_Exercise instructions_
Whatever appears in the entries must be given again exactly.

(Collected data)

//! Integration tests for HTTP/2 outbound flow control
//!
//! A scripted h2c server advertises a 1024-byte stream window and either
//! grants more credit after the first kilobyte or never does.

use bytes::{Bytes, BytesMut};
use std::sync::Arc;
use std::time::Duration;
use tokio::io::{AsyncReadExt, AsyncWriteExt};
use tokio::net::{TcpListener, TcpStream};
use tokio::sync::oneshot;

use surge_core::{ErrorKind, OpContext, Request, StepIndex};
use surge_protocols::h2::frame::{setting, Frame, FrameHeader, HEADER_LEN, PREFACE};
use surge_protocols::{ClientConfig, DnsCache, Http2Client, ProtocolClient, TlsConnector};

const BODY_LEN: usize = 4096;
const WINDOW: u32 = 1024;

async fn write_frame(sock: &mut TcpStream, frame: Frame) {
    let mut out = BytesMut::new();
    frame.encode(&mut out);
    sock.write_all(&out).await.unwrap();
}

async fn read_frame(sock: &mut TcpStream) -> Option<Frame> {
    let mut head = [0u8; HEADER_LEN];
    sock.read_exact(&mut head).await.ok()?;
    let head = FrameHeader::parse(&head);
    let mut payload = vec![0u8; head.length as usize];
    sock.read_exact(&mut payload).await.ok()?;
    Frame::decode(head, Bytes::from(payload)).ok()
}

/// What the server saw
#[derive(Debug, Default)]
struct Observed {
    before_update: usize,
    total: usize,
}

async fn spawn_server(grant: bool) -> (String, oneshot::Receiver<Observed>) {
    let listener = TcpListener::bind("127.0.0.1:0").await.unwrap();
    let url = format!("http://{}/upload", listener.local_addr().unwrap());
    let (tx, rx) = oneshot::channel();

    tokio::spawn(async move {
        let (mut sock, _) = listener.accept().await.unwrap();
        write_frame(
            &mut sock,
            Frame::Settings {
                ack: false,
                params: vec![(setting::INITIAL_WINDOW_SIZE, WINDOW)],
            },
        )
        .await;
        let mut preface = [0u8; 24];
        sock.read_exact(&mut preface).await.unwrap();
        assert_eq!(&preface, PREFACE);

        let mut observed = Observed::default();
        let mut updated = false;
        while let Some(frame) = read_frame(&mut sock).await {
            match frame {
                Frame::Settings { ack: false, .. } => {
                    write_frame(
                        &mut sock,
                        Frame::Settings {
                            ack: true,
                            params: Vec::new(),
                        },
                    )
                    .await;
                }
                Frame::Data {
                    data, end_stream, ..
                } => {
                    observed.total += data.len();
                    if end_stream {
                        // :status 200 from the static table
                        write_frame(
                            &mut sock,
                            Frame::Headers {
                                stream_id: 1,
                                block: Bytes::from_static(&[0x88]),
                                end_stream: true,
                                end_headers: true,
                            },
                        )
                        .await;
                        break;
                    }
                }
                _ => {}
            }

            if observed.total >= WINDOW as usize && !updated {
                // Nothing more may arrive while the window is exhausted
                let mut probe = [0u8; 1];
                let extra =
                    tokio::time::timeout(Duration::from_millis(100), sock.peek(&mut probe)).await;
                assert!(extra.is_err(), "client sent past the stream window");
                observed.before_update = observed.total;
                updated = true;
                if grant {
                    write_frame(
                        &mut sock,
                        Frame::WindowUpdate {
                            stream_id: 1,
                            increment: BODY_LEN as u32 - WINDOW,
                        },
                    )
                    .await;
                }
            }
        }
        let _ = tx.send(observed);
        // Keep the socket open until the client is done with it
        tokio::time::sleep(Duration::from_millis(200)).await;
    });

    (url, rx)
}

fn client() -> Http2Client {
    let config = ClientConfig::default();
    let dns = Arc::new(DnsCache::system(config.dns_ttl));
    let tls = TlsConnector::new(false).unwrap();
    Http2Client::new(config, dns, tls)
}

mod flow_control_tests {
    use super::*;

    #[tokio::test]
    async fn test_send_stalls_until_window_update() {
        let (url, observed) = spawn_server(true).await;
        let client = client();
        let req = Request::post(&url, Bytes::from(vec![7u8; BODY_LEN]))
            .unwrap()
            .timeout(Duration::from_secs(5));

        let outcome = client
            .execute(&req, &OpContext::new(StepIndex(0), "upload"))
            .await;
        assert!(outcome.result.is_success(), "{:?}", outcome.result.error);
        assert_eq!(outcome.result.status, Some(200));

        let observed = observed.await.unwrap();
        assert_eq!(observed.before_update, WINDOW as usize);
        assert_eq!(observed.total, BODY_LEN);
    }

    #[tokio::test]
    async fn test_send_without_credit_times_out() {
        let (url, _observed) = spawn_server(false).await;
        let client = client();
        let req = Request::post(&url, Bytes::from(vec![7u8; BODY_LEN]))
            .unwrap()
            .timeout(Duration::from_millis(400));

        let outcome = client
            .execute(&req, &OpContext::new(StepIndex(0), "upload"))
            .await;
        assert_eq!(outcome.result.error_kind(), Some(ErrorKind::Timeout));
        assert!(outcome.response.is_none());
    }
}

_Solved problem_
//! Integration tests for HTTP/2 outbound flow control
//!
//! A scripted h2c server advertises a 1024-byte stream window and either
//! grants more credit after the first kilobyte or never does.

use bytes::{Bytes, BytesMut};
use std::sync::Arc;
use std::time::Duration;
use tokio::io::{AsyncReadExt, AsyncWriteExt};
use tokio::net::{TcpListener, TcpStream};
use tokio::sync::oneshot;

use surge_core::{ErrorKind, OpContext, Request, StepIndex};
use surge_protocols::h2::frame::{setting, Frame, FrameHeader, HEADER_LEN, PREFACE};
use surge_protocols::{ClientConfig, DnsCache, Http2Client, ProtocolClient, TlsConnector};

const BODY_LEN: usize = 4096;
const WINDOW: u32 = 1024;

async fn write_frame(sock: &mut TcpStream, frame: Frame) {
    let mut out = BytesMut::new();
    frame.encode(&mut out);
    sock.write_all(&out).await.unwrap();
}

async fn read_frame(sock: &mut TcpStream) -> Option<Frame> {
    let mut head = [0u8; HEADER_LEN];
    sock.read_exact(&mut head).await.ok()?;
    let head = FrameHeader::parse(&head);
    let mut payload = vec![0u8; head.length as usize];
    sock.read_exact(&mut payload).await.ok()?;
    Frame::decode(head, Bytes::from(payload)).ok()
}

/// What the server saw
#[derive(Debug, Default)]
struct Observed {
    before_update: usize,
    total: usize,
}

async fn spawn_server(grant: bool) -> (String, oneshot::Receiver<Observed>) {
    let listener = TcpListener::bind("127.0.0.1:0").await.unwrap();
    let url = format!("http://{}/upload", listener.local_addr().unwrap());
    let (tx, rx) = oneshot::channel();

    tokio::spawn(async move {
        let (mut sock, _) = listener.accept().await.unwrap();
        write_frame(
            &mut sock,
            Frame::Settings {
                ack: false,
                params: vec![(setting::INITIAL_WINDOW_SIZE, WINDOW)],
            },
        )
        .await;
        let mut preface = [0u8; 24];
        sock.read_exact(&mut preface).await.unwrap();
        assert_eq!(&preface, PREFACE);

        let mut observed = Observed::default();
        let mut updated = false;
        while let Some(frame) = read_frame(&mut sock).await {
            match frame {
                Frame::Settings { ack: false, .. } => {
                    write_frame(
                        &mut sock,
                        Frame::Settings {
                            ack: true,
                            params: Vec::new(),
                        },
                    )
                    .await;
                }
                Frame::Data {
                    data, end_stream, ..
                } => {
                    observed.total += data.len();
                    if end_stream {
                        // :status 200 from the static table
                        write_frame(
                            &mut sock,
                            Frame::Headers {
                                stream_id: 1,
                                block: Bytes::from_static(&[0x88]),
                                end_stream: true,
                                end_headers: true,
                            },
                        )
                        .await;
                        break;
                    }
                }
                _ => {}
            }

            if observed.total >= WINDOW as usize && !updated {
                // Nothing more may arrive while the window is exhausted
                let mut probe = [0u8; 1];
                let extra =
                    tokio::time::timeout(Duration::from_millis(100), sock.peek(&mut probe)).await;
                assert!(extra.is_err(), "client sent past the stream window");
                observed.before_update = observed.total;
                updated = true;
                if grant {
                    write_frame(
                        &mut sock,
                        Frame::WindowUpdate {
                            stream_id: 1,
                            increment: BODY_LEN as u32 - WINDOW,
                        },
                    )
                    .await;
                }
            }
        }
        let _ = tx.send(observed);
        // Keep the socket open until the client is done with it
        tokio::time::sleep(Duration::from_millis(200)).await;
    });

    (url, rx)
}

fn client() -> Http2Client {
    let config = ClientConfig::default();
    let dns = Arc::new(DnsCache::system(config.dns_ttl));
    let tls = TlsConnector::new(false).unwrap();
    Http2Client::new(config, dns, tls)
}

mod flow_control_tests {
    use super::*;

    #[tokio::test]
    async fn test_send_stalls_until_window_update() {
        let (url, observed) = spawn_server(true).await;
        let client = client();
        let req = Request::post(&url, Bytes::from(vec![7u8; BODY_LEN]))
            .unwrap()
            .timeout(Duration::from_secs(5));

        let outcome = client
            .execute(&req, &OpContext::new(StepIndex(0), "upload"))
            .await;
        assert!(outcome.result.is_success(), "{:?}", outcome.result.error);
        assert_eq!(outcome.result.status, Some(200));

        let observed = observed.await.unwrap();
        assert_eq!(observed.before_update, WINDOW as usize);
        assert_eq!(observed.total, BODY_LEN);
    }

    #[tokio::test]
    async fn test_send_without_credit_times_out() {
        let (url, _observed) = spawn_server(false).await;
        let client = client();
        let req = Request::post(&url, Bytes::from(vec![7u8; BODY_LEN]))
            .unwrap()
            .timeout(Duration::from_millis(400));

        let outcome = client
            .execute(&req, &OpContext::new(StepIndex(0), "upload"))
            .await;
        assert_eq!(outcome.result.error_kind(), Some(ErrorKind::Timeout));
        assert!(outcome.response.is_none());
    }
}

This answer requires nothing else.